Thursday, December 20, 2012

it's about family.


My last post was written in a moment of extreme emotion, and I'm still pondering daily what can and should be done in this country to avoid another tragedy.   As time passes, I continue to evaluate what is truly the most important.  After reading numerous articles and statistics, and listening to many interviews and pundits, nothing "spoke" to me, until I read this news story on KSL a few days ago.

Estee Carter, a survivor of the Columbine school shooting, offers her perspective regarding last week's events and mentions that FAMILY and the bonds within that group, the love that is present as we watch over and care for one another is where we should focus our energy.  From the article:

Two months after the shooting, Carter was asked to participate in a youth violence summit. Her remarks were quoted in newspapers around the country. . . . 

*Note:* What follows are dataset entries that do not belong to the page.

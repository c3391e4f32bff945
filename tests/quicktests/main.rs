use quickcheck::{Arbitrary, Gen};

#[macro_use]
extern crate quickcheck_macros;


/// An enum for the various kinds of "things" to do to
/// binary search trees in a quicktest.
#[derive(Copy, Clone, Debug)]
pub(crate) enum Op<K> {
    /// Insert the K into the tree
    Insert(K),
    /// Search the tree for the K
    Search(K),
    /// Compare traversals
    Traverse,
}

impl<K> Arbitrary for Op<K>
where
    K: Arbitrary,
{
    /// Tells quickcheck how to randomly choose an operation
    fn arbitrary(g: &mut Gen) -> Self {
        match g.choose(&[0, 1, 2]) {
            Some(0) => Op::Insert(K::arbitrary(g)),
            Some(1) => Op::Search(K::arbitrary(g)),
            _ => Op::Traverse,
        }
    }
}
//! Authentication against the application backend.

pub mod remote;
pub mod session;

use std::future::Future;

use zeroize::Zeroizing;

use crate::models::{ProviderType, User};
use crate::Result;

pub use remote::RemoteApp;
pub use session::SessionStore;

/// How to sign in.
#[derive(Clone)]
pub enum Credentials {
    EmailPassword {
        email: String,
        password: Zeroizing<String>,
    },
    Anonymous,
}

impl Credentials {
    pub fn email_password(email: impl Into<String>, password: impl Into<String>) -> Self {
        Credentials::EmailPassword {
            email: email.into(),
            password: Zeroizing::new(password.into()),
        }
    }

    pub fn anonymous() -> Self {
        Credentials::Anonymous
    }

    pub fn provider(&self) -> ProviderType {
        match self {
            Credentials::EmailPassword { .. } => ProviderType::LocalUserpass,
            Credentials::Anonymous => ProviderType::AnonUser,
        }
    }
}

impl std::fmt::Debug for Credentials {
    fn fmt(&self, f: &mut std::fmt::Formatter<'_>) -> std::fmt::Result {
        match self {
            Credentials::EmailPassword { email, .. } => f
                .debug_struct("EmailPassword")
                .field("email", email)
                .finish_non_exhaustive(),
            Credentials::Anonymous => f.write_str("Anonymous"),
        }
    }
}

/// The operations the app needs from an authentication backend.
///
/// Every call may fail; callers decide how a failure is surfaced.
pub trait AuthService {
    /// The signed-in user, if a session exists (including one restored from
    /// a previous run).
    fn current_user(&self) -> Option<User>;

    /// Sign in and make the returned user current.
    fn log_in(&self, credentials: &Credentials) -> impl Future<Output = Result<User>> + Send;

    /// Create an email/password account. Does not sign in.
    fn register_user(&self, email: &str, password: &str) -> impl Future<Output = Result<()>> + Send;

    /// End the current session, if any.
    fn log_out(&self) -> impl Future<Output = Result<()>> + Send;
}
use ratatui::style::{Color, Modifier, Style};

/// Application theme colors
#[derive(Debug, Clone, Copy)]
pub struct Theme {
    pub background: Color,
    pub accent: Color,
    pub text: Color,
    pub text_muted: Color,
    pub border: Color,
    pub success: Color,
    pub error: Color,
    pub selection_bg: Color,
}

impl Default for Theme {
    fn default() -> Self {
        Self::dark()
    }
}

impl Theme {
    /// Dark blue background with a purple accent.
    pub fn dark() -> Self {
        Self {
            background: Color::Rgb(42, 54, 66),
            accent: Color::Rgb(122, 95, 240),
            text: Color::White,
            text_muted: Color::Rgb(170, 170, 170),
            border: Color::Rgb(110, 110, 110),
            success: Color::Green,
            error: Color::Red,
            selection_bg: Color::Rgb(60, 74, 90),
        }
    }

    /// Terminal default background, same accent.
    pub fn light() -> Self {
        Self {
            background: Color::Reset,
            text: Color::Reset,
            text_muted: Color::DarkGray,
            border: Color::Gray,
            selection_bg: Color::Rgb(225, 222, 245),
            ..Self::dark()
        }
    }

    /// Theme named in `[display] theme`; unknown names fall back to dark.
    pub fn from_name(name: &str) -> Self {
        match name {
            "light" => Self::light(),
            _ => Self::dark(),
        }
    }

    pub fn base_style(&self) -> Style {
        Style::default().fg(self.text).bg(self.background)
    }

    pub fn border_style(&self, focused: bool) -> Style {
        Style::default().fg(if focused { self.accent } else { self.border })
    }

    pub fn title_style(&self) -> Style {
        Style::default().fg(self.accent).add_modifier(Modifier::BOLD)
    }

    pub fn button_style(&self) -> Style {
        Style::default()
            .fg(Color::White)
            .bg(self.accent)
            .add_modifier(Modifier::BOLD)
    }

    pub fn muted_style(&self) -> Style {
        Style::default().fg(self.text_muted)
    }

    pub fn error_style(&self) -> Style {
        Style::default().fg(self.error)
    }

    pub fn selected_style(&self) -> Style {
        Style::default().bg(self.selection_bg)
    }

    pub fn completed_style(&self) -> Style {
        Style::default()
            .fg(self.text_muted)
            .add_modifier(Modifier::CROSSED_OUT)
    }
}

“I said something when I was 17, and I still really believe it,” she said. “I think we focus so much on the periphery on the what, on the gun control, violent movies and we focus on the what and not the why. I think that the foundation of our society is our family. It is what is going on in our homes, and I believed it then and really believe it now.”

I could not agree more, because it is in families where we learn to value life, to express love and concern for family, friends, and strangers; where we gain confidence, and where we grow and learn about interacting with others and the world around us.  Unfortunately, our society has become so fragmented and families are disintegrating at an increasingly rapid pace.  Many children do not have the safety and security found within a loving home that is vital to their emotional, mental, and spiritual growth.  My last post detailed our responsibility to be that "village" and watch for those children who need comfort outside the walls of their own homes.

Indeed, we are our "brother's keeper" and should do all in our power to strengthen homes and families wherever we are in the nation, or we will continue to witness violence and tragedy.  The message from our modern prophets in the document, "The Family: A Proclamation to the World" is one of pure truth, testimony, and hope.  The words of this proclamation have been running through my mind ever since I read the article, particularly this portion:

HUSBAND AND WIFE have a solemn responsibility to love and care for each other and for their children. “Children are an heritage of the Lord” (Psalm 127:3). Parents have a sacred duty to rear their children in love and righteousness, to provide for their physical and spiritual needs, and to teach them to love and serve one another, observe the commandments of God, and be law-abiding citizens wherever they live. Husbands and wives—mothers and fathers—will be held accountable before God for the discharge of these obligations.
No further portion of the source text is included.